Saved data entries:
☆ ☆ ☆ ☆

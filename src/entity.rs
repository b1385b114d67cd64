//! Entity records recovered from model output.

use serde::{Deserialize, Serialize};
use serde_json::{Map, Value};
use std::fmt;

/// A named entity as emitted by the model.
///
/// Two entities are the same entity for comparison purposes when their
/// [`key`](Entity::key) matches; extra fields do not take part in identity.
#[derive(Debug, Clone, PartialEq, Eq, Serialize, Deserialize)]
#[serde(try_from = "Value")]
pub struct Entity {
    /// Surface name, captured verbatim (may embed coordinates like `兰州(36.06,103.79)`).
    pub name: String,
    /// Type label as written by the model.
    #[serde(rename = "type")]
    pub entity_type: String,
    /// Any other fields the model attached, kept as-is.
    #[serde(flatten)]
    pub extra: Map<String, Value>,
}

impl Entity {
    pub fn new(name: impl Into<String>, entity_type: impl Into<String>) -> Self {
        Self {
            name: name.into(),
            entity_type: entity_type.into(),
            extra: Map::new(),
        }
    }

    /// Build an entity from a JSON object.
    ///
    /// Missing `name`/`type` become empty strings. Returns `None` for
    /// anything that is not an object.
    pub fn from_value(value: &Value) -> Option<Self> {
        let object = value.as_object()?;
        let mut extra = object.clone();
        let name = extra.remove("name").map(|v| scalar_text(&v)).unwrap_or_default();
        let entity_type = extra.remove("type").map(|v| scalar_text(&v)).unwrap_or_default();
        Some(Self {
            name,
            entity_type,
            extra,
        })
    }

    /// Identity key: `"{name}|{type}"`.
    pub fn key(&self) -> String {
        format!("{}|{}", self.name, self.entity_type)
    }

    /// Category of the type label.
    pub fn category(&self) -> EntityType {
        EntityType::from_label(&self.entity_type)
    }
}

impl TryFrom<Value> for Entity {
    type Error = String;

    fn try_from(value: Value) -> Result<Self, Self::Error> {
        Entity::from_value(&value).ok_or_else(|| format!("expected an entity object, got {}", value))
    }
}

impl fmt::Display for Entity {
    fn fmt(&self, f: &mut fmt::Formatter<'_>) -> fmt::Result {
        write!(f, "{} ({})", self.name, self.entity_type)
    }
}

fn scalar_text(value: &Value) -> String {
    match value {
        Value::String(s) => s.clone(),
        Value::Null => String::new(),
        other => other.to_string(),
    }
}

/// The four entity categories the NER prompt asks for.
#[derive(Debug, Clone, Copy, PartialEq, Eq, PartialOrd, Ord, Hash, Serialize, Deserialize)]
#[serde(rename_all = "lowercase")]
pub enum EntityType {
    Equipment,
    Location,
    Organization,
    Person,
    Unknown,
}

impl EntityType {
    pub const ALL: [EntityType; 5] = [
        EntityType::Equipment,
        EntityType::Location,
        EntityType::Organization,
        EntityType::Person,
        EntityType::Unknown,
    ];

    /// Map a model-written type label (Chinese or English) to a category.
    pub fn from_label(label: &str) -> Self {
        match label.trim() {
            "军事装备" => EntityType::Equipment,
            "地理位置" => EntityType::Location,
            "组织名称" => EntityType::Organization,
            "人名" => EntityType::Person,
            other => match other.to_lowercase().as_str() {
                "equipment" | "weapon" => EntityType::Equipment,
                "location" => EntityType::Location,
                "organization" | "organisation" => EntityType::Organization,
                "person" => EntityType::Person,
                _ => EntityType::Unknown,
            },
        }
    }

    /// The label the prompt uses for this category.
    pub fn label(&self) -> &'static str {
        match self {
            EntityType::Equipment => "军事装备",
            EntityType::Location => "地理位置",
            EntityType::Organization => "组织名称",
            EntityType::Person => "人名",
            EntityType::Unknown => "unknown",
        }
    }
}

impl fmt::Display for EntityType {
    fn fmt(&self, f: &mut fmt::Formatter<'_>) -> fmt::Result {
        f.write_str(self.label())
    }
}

☆ ☆ ☆ ☆

TASK TO CARRY OUT: If a line in the records holds the string "Person", copy it.

EXERCISE RESPONSE:
    Person,
        EntityType::Person,
            "人名" => EntityType::Person,
                "person" => EntityType::Person,
            EntityType::Person => "人名",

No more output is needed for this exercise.